Wenn man in Menschen lesen möchte, wie in einem Buch, ist es hilfreich Stressreaktionen zu erkennen. Dabei ist weniger der Stress interessant, sondern viel mehr die Reaktion darauf. Im Grunde läuft es auf eine einfache Formel hinaus:

Negativer Reiz –> Stress –> Beruhigungsgeste.

Wenn ich beispielsweise in einer Gehaltsverhandlung bin und mein Chef mich mit einem Fehler aus der Vergangenheit konfrontiert, dann verspüre ich Stress. Meine unbewusste Reaktion darauf ist eine Beruhigungshandlung oder -geste, die für Entspannung sorgt. Diese Gesten kann man recht gut erkennen UND sie passieren weitestgehend unbewusst.

Warum funktioniert das so?

Das Reptilienhirn, bzw. das limbische System, steuert Reizreaktionen, die uns vor Gefahren schützen sollen. Wenn wir jedesmal nachdenken müssten, sobald uns etwas bedrohlich erscheint, hätten wir einen hohen Verbrauch an Kopfschmerzmitteln und vermutlich keine hohe Lebenserwartung. Um unser Überleben zu sichern und dabei nicht zu viele Ressourcen zu verbrauchen, haben wir das limbische System. Und damit wir nicht mit wirren Gedanken darin rumpfuschen, lässt es sich nicht vom Verstand steuern. Das führt dazu, dass Menschen Signale senden, die uns zeigen, dass da vermutlich Stress empfunden wird.

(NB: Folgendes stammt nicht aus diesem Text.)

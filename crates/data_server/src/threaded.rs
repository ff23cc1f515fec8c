//! Threaded data server with bounded per-stream queues.
//!
//! A background worker tops up one queue per stream from the source while
//! the consumer pops from the queue fronts. Both sides share one mutex and
//! one condition variable:
//!
//! - the worker notifies after every fill pass and on exit
//! - the consumer notifies after every pop, waking a worker parked on full queues
//! - `Drop` raises the shutdown flag, notifies and joins the worker
//!
//! Source fetches happen outside the lock.

use std::sync::Arc;
use std::thread::{self, JoinHandle};

use contracts::{
    ContractError, DataServer, DataServerError, ImuVelocity, MeasurementSource, QueueCapacities,
    Stamped, StampedAttitude, StampedImage, StreamKind,
};
use parking_lot::{Condvar, Mutex};
use tracing::{debug, error, instrument, trace, warn};

use crate::queue::{QueueStats, StreamQueue};
use crate::report_violation;
use crate::selection::select_next;

const WORKER_THREAD_NAME: &str = "dataserver-io";

/// State guarded by the shared mutex
#[derive(Debug)]
struct SharedState {
    image: StreamQueue<StampedImage>,
    imu: StreamQueue<ImuVelocity>,
    attitude: StreamQueue<StampedAttitude>,
    shutdown: bool,
}

impl SharedState {
    fn new(capacities: QueueCapacities) -> Self {
        Self {
            image: StreamQueue::new(capacities.image),
            imu: StreamQueue::new(capacities.imu),
            attitude: StreamQueue::new(capacities.attitude),
            shutdown: false,
        }
    }

    /// Every stream is either finished or has a measurement at its front
    fn is_ready(&self) -> bool {
        self.image.is_ready() && self.imu.is_ready() && self.attitude.is_ready()
    }

    fn all_finished(&self) -> bool {
        self.image.is_finished() && self.imu.is_finished() && self.attitude.is_finished()
    }

    fn has_room(&self) -> bool {
        self.image.wants_more() || self.imu.wants_more() || self.attitude.wants_more()
    }

    fn wants_more(&self, kind: StreamKind) -> bool {
        match kind {
            StreamKind::Image => self.image.wants_more(),
            StreamKind::Imu => self.imu.wants_more(),
            StreamKind::Attitude => self.attitude.wants_more(),
            StreamKind::None => false,
        }
    }

    fn is_empty(&self, kind: StreamKind) -> bool {
        match kind {
            StreamKind::Image => self.image.is_empty(),
            StreamKind::Imu => self.imu.is_empty(),
            StreamKind::Attitude => self.attitude.is_empty(),
            StreamKind::None => true,
        }
    }

    fn front_stamp(&self, kind: StreamKind) -> Option<f64> {
        match kind {
            StreamKind::Image => self.image.front_stamp(),
            StreamKind::Imu => self.imu.front_stamp(),
            StreamKind::Attitude => self.attitude.front_stamp(),
            StreamKind::None => None,
        }
    }

    fn is_exhausted(&self, kind: StreamKind) -> bool {
        match kind {
            StreamKind::Image => self.image.is_exhausted(),
            StreamKind::Imu => self.imu.is_exhausted(),
            StreamKind::Attitude => self.attitude.is_exhausted(),
            StreamKind::None => true,
        }
    }

    fn depth(&self, kind: StreamKind) -> usize {
        match kind {
            StreamKind::Image => self.image.len(),
            StreamKind::Imu => self.imu.len(),
            StreamKind::Attitude => self.attitude.len(),
            StreamKind::None => 0,
        }
    }

    /// Selection over the current queue fronts, one emptiness check per stream
    ///
    /// Only meaningful while `is_ready` holds; otherwise a stream that is
    /// merely slow looks the same as an exhausted one.
    fn select(&self) -> StreamKind {
        select_next(
            self.image.front_stamp(),
            self.imu.front_stamp(),
            self.attitude.front_stamp(),
        )
    }

    /// Verify `requested` is the stream at the head of the merged feed
    ///
    /// Outside readiness a slower stream may still produce an earlier
    /// stamp, so the take is refused rather than guessed.
    fn check_take(&self, requested: StreamKind) -> Result<(), DataServerError> {
        if !self.is_ready() {
            return Err(DataServerError::NotReady { requested });
        }
        if self.is_empty(requested) {
            return Err(DataServerError::StreamEmpty { kind: requested });
        }
        let next = self.select();
        if next != requested {
            return Err(DataServerError::contract_violation(requested, next));
        }
        Ok(())
    }

    /// Mark every unfinished stream finished
    fn close_all(&mut self) {
        self.image.close();
        self.imu.close();
        self.attitude.close();
    }
}

/// Mutex plus condition variable shared with the worker
#[derive(Debug)]
struct Shared {
    state: Mutex<SharedState>,
    changed: Condvar,
}

/// Data server backed by a background I/O worker
///
/// The worker keeps up to `capacities` measurements buffered per stream so
/// source latency is hidden from the consumer. `next_kind` blocks until
/// every stream is either finished or has a measurement queued, which keeps a
/// slow stream from being mistaken for an exhausted one.
///
/// There is no timeout: a source that blocks forever on one stream stalls
/// the merge, and dropping the server then waits for that fetch to return.
pub struct ThreadedDataServer {
    shared: Arc<Shared>,
    worker: Option<JoinHandle<()>>,
}

impl ThreadedDataServer {
    /// Create the server and start the background worker
    ///
    /// # Errors
    /// - A queue capacity of zero or above `QueueCapacities::MAX`
    /// - The worker thread could not be spawned
    #[instrument(name = "threaded_data_server_new", skip(source))]
    pub fn new<S>(source: S, capacities: QueueCapacities) -> Result<Self, ContractError>
    where
        S: MeasurementSource + 'static,
    {
        capacities.check()?;

        let shared = Arc::new(Shared {
            state: Mutex::new(SharedState::new(capacities)),
            changed: Condvar::new(),
        });

        let worker_shared = Arc::clone(&shared);
        let worker = thread::Builder::new()
            .name(WORKER_THREAD_NAME.to_string())
            .spawn(move || fill_queues(source, worker_shared))?;

        debug!(
            image = capacities.image,
            imu = capacities.imu,
            attitude = capacities.attitude,
            "threaded data server started"
        );

        Ok(Self {
            shared,
            worker: Some(worker),
        })
    }

    /// Snapshot of one stream's queue
    pub fn queue_stats(&self, kind: StreamKind) -> QueueStats {
        let state = self.shared.state.lock();
        match kind {
            StreamKind::Image => state.image.stats(),
            StreamKind::Imu => state.imu.stats(),
            StreamKind::Attitude => state.attitude.stats(),
            StreamKind::None => QueueStats::default(),
        }
    }

    /// Block until the readiness predicate holds
    fn wait_ready(&self) -> parking_lot::MutexGuard<'_, SharedState> {
        let mut state = self.shared.state.lock();
        self.shared
            .changed
            .wait_while(&mut state, |state| !state.is_ready());
        state
    }

    /// Pop the front of `requested` after checking it is next in order
    ///
    /// Does not wait; readiness is established by `next_kind`.
    fn take_front<T: Stamped>(
        &self,
        requested: StreamKind,
        pop: impl FnOnce(&mut SharedState) -> Option<T>,
    ) -> Result<T, DataServerError> {
        let mut state = self.shared.state.lock();
        state.check_take(requested).map_err(report_violation)?;
        let item = pop(&mut *state)
            .ok_or_else(|| report_violation(DataServerError::StreamEmpty { kind: requested }))?;
        let depth = state.depth(requested);
        let drained = state.is_exhausted(requested);
        drop(state);

        // Wake a worker parked on a full queue
        self.shared.changed.notify_all();

        observability::record_measurement_delivered(requested);
        observability::record_queue_depth(requested, depth);
        trace!(stream = %requested, stamp = item.stamp(), depth, "measurement delivered");
        if drained {
            debug!(stream = %requested, "stream drained");
        }
        Ok(item)
    }
}

impl DataServer for ThreadedDataServer {
    fn next_kind(&self) -> StreamKind {
        self.wait_ready().select()
    }

    fn next_stamp(&self) -> f64 {
        let state = self.wait_ready();
        state.front_stamp(state.select()).unwrap_or(f64::NAN)
    }

    fn take_image(&mut self) -> Result<StampedImage, DataServerError> {
        self.take_front(StreamKind::Image, |state| state.image.pop())
    }

    fn take_imu(&mut self) -> Result<ImuVelocity, DataServerError> {
        self.take_front(StreamKind::Imu, |state| state.imu.pop())
    }

    fn take_attitude(&mut self) -> Result<StampedAttitude, DataServerError> {
        self.take_front(StreamKind::Attitude, |state| state.attitude.pop())
    }
}

impl Drop for ThreadedDataServer {
    fn drop(&mut self) {
        {
            let mut state = self.shared.state.lock();
            state.shutdown = true;
        }
        self.shared.changed.notify_all();

        if let Some(worker) = self.worker.take() {
            if worker.join().is_err() {
                error!("data server worker panicked");
            }
        }
        debug!("threaded data server stopped");
    }
}

/// Unblocks the consumer however the worker exits
///
/// On a panic (a failing source) every stream is closed so the consumer
/// drains what is buffered and then sees `StreamKind::None`.
struct WorkerExitGuard<'a> {
    shared: &'a Shared,
}

impl Drop for WorkerExitGuard<'_> {
    fn drop(&mut self) {
        if thread::panicking() {
            let mut state = self.shared.state.lock();
            if !state.all_finished() {
                error!("data server worker panicked, closing unfinished streams");
                state.close_all();
            }
        }
        self.shared.changed.notify_all();
    }
}

/// Background worker loop
#[instrument(name = "data_server_fill_queues", skip_all)]
fn fill_queues<S: MeasurementSource>(mut source: S, shared: Arc<Shared>) {
    let _exit_guard = WorkerExitGuard { shared: &shared };
    debug!("data server worker started");

    let mut passes: u64 = 0;
    loop {
        let wanted = {
            let mut state = shared.state.lock();
            // Park while every unfinished queue is full
            shared.changed.wait_while(&mut state, |state| {
                !state.shutdown && !state.all_finished() && !state.has_room()
            });
            if state.shutdown || state.all_finished() {
                break;
            }
            StreamKind::STREAMS.map(|kind| state.wants_more(kind))
        };

        for (kind, wanted) in StreamKind::STREAMS.into_iter().zip(wanted) {
            if wanted && !top_up(kind, &mut source, &shared) {
                debug!(passes, "data server worker observed shutdown");
                return;
            }
        }

        passes += 1;
        shared.changed.notify_all();
    }

    debug!(passes, "data server worker finished");
}

/// Fetch one measurement of `kind` and queue it
///
/// Returns `false` once shutdown has been requested.
fn top_up<S: MeasurementSource>(kind: StreamKind, source: &mut S, shared: &Shared) -> bool {
    match kind {
        StreamKind::Image => {
            let item = source.next_image();
            store(kind, item, shared, |state| &mut state.image)
        }
        StreamKind::Imu => {
            let item = source.next_imu();
            store(kind, item, shared, |state| &mut state.imu)
        }
        StreamKind::Attitude => {
            let item = source.next_attitude();
            store(kind, item, shared, |state| &mut state.attitude)
        }
        StreamKind::None => true,
    }
}

fn store<T: Stamped>(
    kind: StreamKind,
    item: Option<T>,
    shared: &Shared,
    queue: impl FnOnce(&mut SharedState) -> &mut StreamQueue<T>,
) -> bool {
    let exhausted = item.is_none();
    let mut state = shared.state.lock();
    if state.shutdown {
        return false;
    }

    let queue = queue(&mut *state);
    if let Err(item) = queue.offer(item) {
        // Only the worker pushes and it checks for room first
        warn!(stream = %kind, stamp = item.stamp(), "queue rejected measurement");
    }
    let depth = queue.len();
    drop(state);

    observability::record_queue_depth(kind, depth);
    if exhausted {
        observability::record_stream_finished(kind);
        debug!(stream = %kind, "stream exhausted");
    }
    true
}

Wie sehen solche Gesten aus?

Das können verschiedene Beruhigungsgesten sein. Um ein paar aufzuzählen:

  • über den Nacken streichen
  • übers Gesicht streichen
  • mit dem Haar spielen
  • vermehrtes Gähnen
  • am Bein entlang streichen
  • sich Luft verschaffen, wie am Kragen ziehen

Diese Liste ist keineswegs vollständig, sondern es sind nur Beispiele. Außerdem ist es wichtig, die Gesten immer im Kontext zu sehen. Wenn wir denken, dass der Gesprächspartner unter Stress gerät, ist keineswegs klar, warum das so ist. Vielleicht denkt er gerade an Onkel Willie und Onkel Willie war schon immer gemein zu ihm. Diese Erinnerung verursacht Stress in ihm und er reagiert entsprechend. Wenn wir nun fälschlicherweise die Reaktion auf unser Gespräch beziehen, kommen wir zu falschen Schlussfolgerungen. Dabei kann – metaphorisch gesprochen – ziemlich viel Porzellan zu Bruch gehen. Gestendeutung ist immer ein Geschäft mit Indizien – es gibt keine Sicherheit und keine Garantie, nur Wahrscheinlichkeiten. Und eine einzelne Geste macht noch keine amtliche Stressreaktion aus. Eindeutiger sind da ganze Signalketten oder -kombinationen.

Am Ende geht es ganz einfach um den Gegensatz zwischen Behagen und Unbehagen. Wenn wir Unbehagen verspüren, steuert unser limbisches System dagegen und initiiert Beruhigungsgesten, die den Stress reduzieren. Genau diese Gesten zu erkennen und entsprechend einzuordnen, ist eine von mehreren Aufgaben beim Lügen erkennen.